First Flight: BA609 Civil Tilt Rotor!

World's First Civil Tiltrotor Achieves Milestone

A new chapter in aviation history opened Friday with the maiden flight of the world's first civil tiltrotor, the Bell/Agusta Aerospace BA609. The nine-passenger aircraft, jointly developed by Bell Helicopter, a Textron company and by Agusta, an AgustaWestland company, hovered at an altitude of 50 feet, performed left and right pedal turns, both forward and aft flight maneuvers, four take-offs and landings, nacelle position changes and stability testing for .6 flight hours (36 minutes) before setting down. The first flight follows seven weeks of ground runs and taxi testing for the BA609 conducted at Bell's Flight Research Center, Arlington, Texas.

"The first flight was flawless, the 609 performed exactly as we knew it would," explained Bell/Agusta Senior Flight Test Pilot Roy Hopkins who is the world's high time tiltrotor pilot with over 1,000 flight hours in the V-22 Osprey and XV-15 tiltrotor aircraft. Bell test pilot Dwayne Williams flew as co-pilot on today's first flight of the BA609.

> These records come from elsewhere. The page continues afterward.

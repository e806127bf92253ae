//! Caret collection.
//!
//! Native order is insertion order: the yank engine iterates carets exactly as stored
//! here and never sorts them by offset. The first caret added becomes primary.
//!
//! Merge policy: after carets are repositioned, carets sharing an offset collapse into
//! the first one encountered in native order, which keeps its selection. If the primary
//! caret is among those removed, the survivor at the same offset becomes primary.

use std::collections::HashMap;

use tracing::debug;

/// Stable caret identifier. Never reused within one `CaretSet`.
#[derive(Debug, Clone, Copy, PartialEq, Eq, Hash, PartialOrd, Ord)]
pub struct CaretId(pub u32);

#[derive(Debug, Clone, PartialEq, Eq)]
pub struct Caret {
    pub id: CaretId,
    pub offset: usize,
    /// Pending selection as `(anchor, head)`; `head` normally equals `offset`.
    pub selection: Option<(usize, usize)>,
}

/// Caret collection interface consumed by the yank engine.
pub trait CaretHost {
    /// Caret ids in native order.
    fn caret_ids(&self) -> Vec<CaretId>;
    fn primary_caret(&self) -> Option<CaretId>;
    fn caret_offset(&self, id: CaretId) -> Option<usize>;
    /// Request a caret move. Returns false if the caret no longer exists.
    fn move_caret(&mut self, id: CaretId, offset: usize) -> bool;
    /// Collapse carets sharing an offset. Returns the number removed.
    fn merge_duplicate_carets(&mut self) -> usize;
}

#[derive(Debug, Clone, Default)]
pub struct CaretSet {
    carets: Vec<Caret>,
    primary: Option<CaretId>,
    next_id: u32,
}

impl CaretSet {
    pub fn new() -> Self {
        Self::default()
    }

    /// Build a set with one caret per offset, in the given order.
    pub fn from_offsets<I: IntoIterator<Item = usize>>(offsets: I) -> Self {
        let mut set = Self::new();
        for offset in offsets {
            set.add(offset);
        }
        set
    }

    pub fn add(&mut self, offset: usize) -> CaretId {
        let id = CaretId(self.next_id);
        self.next_id += 1;
        self.carets.push(Caret {
            id,
            offset,
            selection: None,
        });
        if self.primary.is_none() {
            self.primary = Some(id);
        }
        id
    }

    pub fn len(&self) -> usize {
        self.carets.len()
    }

    pub fn is_empty(&self) -> bool {
        self.carets.is_empty()
    }

    pub fn iter(&self) -> impl Iterator<Item = &Caret> {
        self.carets.iter()
    }

    pub fn get(&self, id: CaretId) -> Option<&Caret> {
        self.carets.iter().find(|c| c.id == id)
    }

    pub fn primary(&self) -> Option<&Caret> {
        self.primary.and_then(|id| self.get(id))
    }

    pub fn set_primary(&mut self, id: CaretId) -> bool {
        if self.get(id).is_some() {
            self.primary = Some(id);
            true
        } else {
            false
        }
    }

    pub fn offsets(&self) -> Vec<usize> {
        self.carets.iter().map(|c| c.offset).collect()
    }

    /// Set a selection and place the caret on its head.
    pub fn set_selection(&mut self, id: CaretId, anchor: usize, head: usize) -> bool {
        match self.carets.iter_mut().find(|c| c.id == id) {
            Some(caret) => {
                caret.selection = Some((anchor, head));
                caret.offset = head;
                true
            }
            None => false,
        }
    }

    pub fn clear_selections(&mut self) {
        for caret in &mut self.carets {
            caret.selection = None;
        }
    }

    pub fn move_to(&mut self, id: CaretId, offset: usize) -> bool {
        match self.carets.iter_mut().find(|c| c.id == id) {
            Some(caret) => {
                caret.offset = offset;
                true
            }
            None => false,
        }
    }

    pub fn merge_duplicates(&mut self) -> usize {
        let mut first_at: HashMap<usize, CaretId> = HashMap::new();
        let mut primary = self.primary;
        let before = self.carets.len();
        self.carets.retain(|caret| match first_at.get(&caret.offset) {
            Some(&survivor) => {
                if primary == Some(caret.id) {
                    primary = Some(survivor);
                }
                false
            }
            None => {
                first_at.insert(caret.offset, caret.id);
                true
            }
        });
        self.primary = primary;
        let removed = before - self.carets.len();
        if removed > 0 {
            debug!(
                target: "state.carets",
                removed,
                remaining = self.carets.len(),
                "carets_merged"
            );
        }
        removed
    }
}

impl CaretHost for CaretSet {
    fn caret_ids(&self) -> Vec<CaretId> {
        self.carets.iter().map(|c| c.id).collect()
    }

    fn primary_caret(&self) -> Option<CaretId> {
        self.primary
    }

    fn caret_offset(&self, id: CaretId) -> Option<usize> {
        self.get(id).map(|c| c.offset)
    }

    fn move_caret(&mut self, id: CaretId, offset: usize) -> bool {
        self.move_to(id, offset)
    }

    fn merge_duplicate_carets(&mut self) -> usize {
        self.merge_duplicates()
    }
}

#[cfg(test)]
mod tests {
    use super::*;

    #[test]
    fn first_added_caret_is_primary() {
        let set = CaretSet::from_offsets([4, 0, 9]);
        assert_eq!(set.primary().unwrap().offset, 4);
        assert_eq!(set.offsets(), vec![4, 0, 9], "native order is insertion order");
    }

    #[test]
    fn merge_keeps_first_encountered_caret() {
        let mut set = CaretSet::from_offsets([1, 2, 3]);
        let ids = set.caret_ids();
        set.set_selection(ids[0], 0, 1);
        set.set_selection(ids[2], 7, 3);
        set.move_to(ids[1], 5);
        set.move_to(ids[2], 5);
        assert_eq!(set.merge_duplicates(), 1);
        assert_eq!(set.caret_ids(), vec![ids[0], ids[1]]);
        assert_eq!(set.get(ids[1]).unwrap().selection, None);
        assert_eq!(set.get(ids[0]).unwrap().selection, Some((0, 1)));
    }

    #[test]
    fn merge_repoints_removed_primary() {
        let mut set = CaretSet::from_offsets([8, 2]);
        let ids = set.caret_ids();
        set.move_to(ids[0], 2);
        // caret 1 now comes second at offset 2; it is not the first-encountered one
        assert_eq!(set.merge_duplicates(), 1);
        assert_eq!(set.primary_caret(), Some(ids[0]));

        let mut set = CaretSet::from_offsets([2, 8]);
        let ids = set.caret_ids();
        set.set_primary(ids[1]);
        set.move_to(ids[1], 2);
        set.merge_duplicates();
        assert_eq!(set.primary_caret(), Some(ids[0]));
        assert_eq!(set.len(), 1);
    }

    #[test]
    fn moving_unknown_caret_fails() {
        let mut set = CaretSet::from_offsets([0]);
        assert!(!set.move_caret(CaretId(42), 3));
    }
}
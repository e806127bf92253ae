//! Editor model: one buffer plus the carets placed in it.
//!
//! The yank engine reads text and moves carets within the same call, so the model
//! hands out both halves at once through `split_text_and_carets` instead of asking
//! callers to juggle two borrows of `EditorModel`.
//!
//! Invariants (hold after every public call):
//! * Every caret offset is within `0..=buffer.len_chars()`.
//! * A model built with `new` has exactly one caret, at offset 0.

use core_state::{CaretHost, CaretId, CaretSet};
use core_text::{Buffer, TextHost};
use tracing::debug;

#[derive(Debug, Clone)]
pub struct EditorModel {
    buffer: Buffer,
    carets: CaretSet,
}

impl EditorModel {
    pub fn new(buffer: Buffer) -> Self {
        Self {
            buffer,
            carets: CaretSet::from_offsets([0]),
        }
    }

    /// Model with carets at `offsets` in the given (native) order. Offsets past the end
    /// of the buffer are clamped.
    pub fn with_carets<I: IntoIterator<Item = usize>>(buffer: Buffer, offsets: I) -> Self {
        let len = buffer.len_chars();
        let carets = CaretSet::from_offsets(offsets.into_iter().map(|o| o.min(len)));
        debug!(target: "state.carets", carets = carets.len(), "model_carets_seeded");
        Self { buffer, carets }
    }

    pub fn buffer(&self) -> &Buffer {
        &self.buffer
    }

    pub fn carets(&self) -> &CaretSet {
        &self.carets
    }

    pub fn carets_mut(&mut self) -> &mut CaretSet {
        &mut self.carets
    }

    /// Disjoint borrows of the buffer (read) and the carets (write).
    pub fn split_text_and_carets(&mut self) -> (&Buffer, &mut CaretSet) {
        (&self.buffer, &mut self.carets)
    }
}

impl TextHost for EditorModel {
    fn len(&self) -> usize {
        self.buffer.len()
    }
    fn line_count(&self) -> usize {
        self.buffer.line_count()
    }
    fn line_of(&self, offset: usize) -> usize {
        self.buffer.line_of(offset)
    }
    fn line_start(&self, line: usize) -> usize {
        self.buffer.line_start(line)
    }
    fn line_end(&self, line: usize) -> usize {
        self.buffer.line_end(line)
    }
    fn slice(&self, start: usize, end: usize) -> String {
        self.buffer.slice(start, end)
    }
}

impl CaretHost for EditorModel {
    fn caret_ids(&self) -> Vec<CaretId> {
        self.carets.caret_ids()
    }
    fn primary_caret(&self) -> Option<CaretId> {
        self.carets.primary_caret()
    }
    fn caret_offset(&self, id: CaretId) -> Option<usize> {
        self.carets.caret_offset(id)
    }
    fn move_caret(&mut self, id: CaretId, offset: usize) -> bool {
        let offset = offset.min(self.buffer.len_chars());
        self.carets.move_caret(id, offset)
    }
    fn merge_duplicate_carets(&mut self) -> usize {
        self.carets.merge_duplicate_carets()
    }
}
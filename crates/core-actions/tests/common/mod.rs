#![allow(dead_code)] // Shared across integration tests; each test binary uses a subset of helpers.

use core_actions::{
    Action, BufferMotionResolver, DispatchResult, MotionKind, YankEngine, YankError,
    YankObserver, YankReport, YankTarget, dispatch,
};
use core_model::EditorModel;
use core_state::{CaretHost, CaretId, CaretSet, Register, SelectionType, TextRange};
use core_text::{Buffer, TextHost};
use std::sync::{Arc, Mutex};

pub fn buffer(text: &str) -> Buffer {
    Buffer::from_str("fixture", text).unwrap()
}

/// Editor model plus engine, driven the way a host editor would drive them.
pub struct Harness {
    pub model: EditorModel,
    pub engine: YankEngine,
}

impl Harness {
    pub fn new(text: &str, carets: &[usize]) -> Self {
        Self {
            model: EditorModel::with_carets(buffer(text), carets.iter().copied()),
            engine: YankEngine::default(),
        }
    }

    pub fn yank_motion(&mut self, motion: MotionKind, count: usize) -> Result<YankReport, YankError> {
        let (text, carets) = self.model.split_text_and_carets();
        self.engine
            .try_yank_motion(text, carets, &BufferMotionResolver, motion, count)
    }

    pub fn yank_line(&mut self, count: usize) -> Result<YankReport, YankError> {
        let (text, carets) = self.model.split_text_and_carets();
        self.engine.try_yank_line(text, carets, count)
    }

    pub fn yank_range(
        &mut self,
        range: &TextRange,
        selection_type: SelectionType,
        move_cursor: bool,
    ) -> Result<YankReport, YankError> {
        let (text, carets) = self.model.split_text_and_carets();
        self.engine
            .try_yank_range(text, carets, range, selection_type, move_cursor)
    }

    pub fn dispatch(&mut self, target: YankTarget, register: Option<char>) -> DispatchResult {
        dispatch(
            Action::Yank { target, register },
            &mut self.model,
            &mut self.engine,
            &BufferMotionResolver,
        )
    }

    pub fn unnamed(&self) -> &Register {
        self.engine
            .registers()
            .get('"')
            .expect("unnamed register written")
    }

    pub fn offsets(&self) -> Vec<usize> {
        self.model.carets().offsets()
    }
}

/// Ordered record of caret moves, merges and observer notifications.
pub type EventLog = Arc<Mutex<Vec<String>>>;

pub fn event_log() -> EventLog {
    Arc::new(Mutex::new(Vec::new()))
}

/// Caret host that records every request before forwarding it to a `CaretSet`.
pub struct LoggingCarets {
    pub inner: CaretSet,
    pub log: EventLog,
}

impl CaretHost for LoggingCarets {
    fn caret_ids(&self) -> Vec<CaretId> {
        self.inner.caret_ids()
    }
    fn primary_caret(&self) -> Option<CaretId> {
        self.inner.primary_caret()
    }
    fn caret_offset(&self, id: CaretId) -> Option<usize> {
        self.inner.caret_offset(id)
    }
    fn move_caret(&mut self, id: CaretId, offset: usize) -> bool {
        self.log.lock().unwrap().push(format!("move {} {offset}", id.0));
        self.inner.move_caret(id, offset)
    }
    fn merge_duplicate_carets(&mut self) -> usize {
        let removed = self.inner.merge_duplicate_carets();
        self.log.lock().unwrap().push(format!("merge {removed}"));
        removed
    }
}

/// Observer that records the spans of every notification.
#[derive(Default)]
pub struct RecordingObserver {
    pub seen: Mutex<Vec<Vec<(usize, usize)>>>,
    pub log: Option<EventLog>,
}

impl RecordingObserver {
    pub fn with_log(log: EventLog) -> Self {
        Self {
            seen: Mutex::new(Vec::new()),
            log: Some(log),
        }
    }

    pub fn calls(&self) -> Vec<Vec<(usize, usize)>> {
        self.seen.lock().unwrap().clone()
    }
}

impl YankObserver for RecordingObserver {
    fn yank_performed(&self, _text: &dyn TextHost, range: &TextRange) {
        self.seen.lock().unwrap().push(range.spans().to_vec());
        if let Some(log) = &self.log {
            log.lock().unwrap().push("notify".to_string());
        }
    }
}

"Today's first flight of the BA609 is truly an historic occasion for it marks the first flight of an aircraft that will be available to the public that can not only fly with the high speed and range of an airplane but can take-off, hover and land with the versatility of a helicopter," declared Bell Helicopter's Chairman and CEO John Murphey, adding, "Until today, commercial helicopters were limited to a top speed of about 150 knots. The BA609 smashes through that barrier with a top speed approaching 300 knots. This achievement is as remarkable as when the Bell X-1 first broke the sound barrier over 50 years ago."

"With nearly 70 advance orders from customers around the world, there is no doubt the BA609 will revolutionize air transportation." added AgustaWestland's CEO Amedeo Caporaletti.

With its rotors in the vertical position, the tiltrotor is able to take-off, land and hover like a traditional helicopter. When the rotors are tilted forward to the horizontal position, the aircraft is able to fly similar to a turboprop fixed-wing airplane. The transition from helicopter mode to airplane mode takes 20 seconds, as does the transition from airplane mode to helicopter mode.

The BA609, a six to nine passenger aircraft, is expected to be certified by the FAA in 2007 with first deliveries to begin immediately following. Bell/Agusta will produce a total of four prototype tiltrotor aircraft for flight-testing. Final assembly for production aircraft will take place at Bell's Amarillo, Texas, facility with another assembly line to be established at the Agusta plant in Italy. Fuji Heavy Industries of Japan has the contract to build all of the production fuselages for the BA609. All parts and components for both lines will come from the exact same source yielding aircraft that will be identical whether assembled in Italy or Texas.

Headquarters for the Bell/Agusta Aerospace Company is located at Alliance Airport in Fort Worth, Texas. BA 609 customer training will be conducted at this location, which will also serve as a delivery center. The BA609 will cruise at 275 knots with a maximum unrefueled range of 750 nautical miles, 1,000 nautical miles with auxiliary fuel tanks. The aircraft in standard configuration is fully pressurized and de-iced.

Bell Helicopter, a Textron company, is a $1.6 billion, leading producer of commercial and military helicopters, and the pioneer of the revolutionary tiltrotor aircraft. Bell Helicopter is a division of Textron Inc. AgustaWestland is a Finmeccanica and GKN Company, with primary operations in Cascina Costa, Italy, and Yeovil, United Kingdom.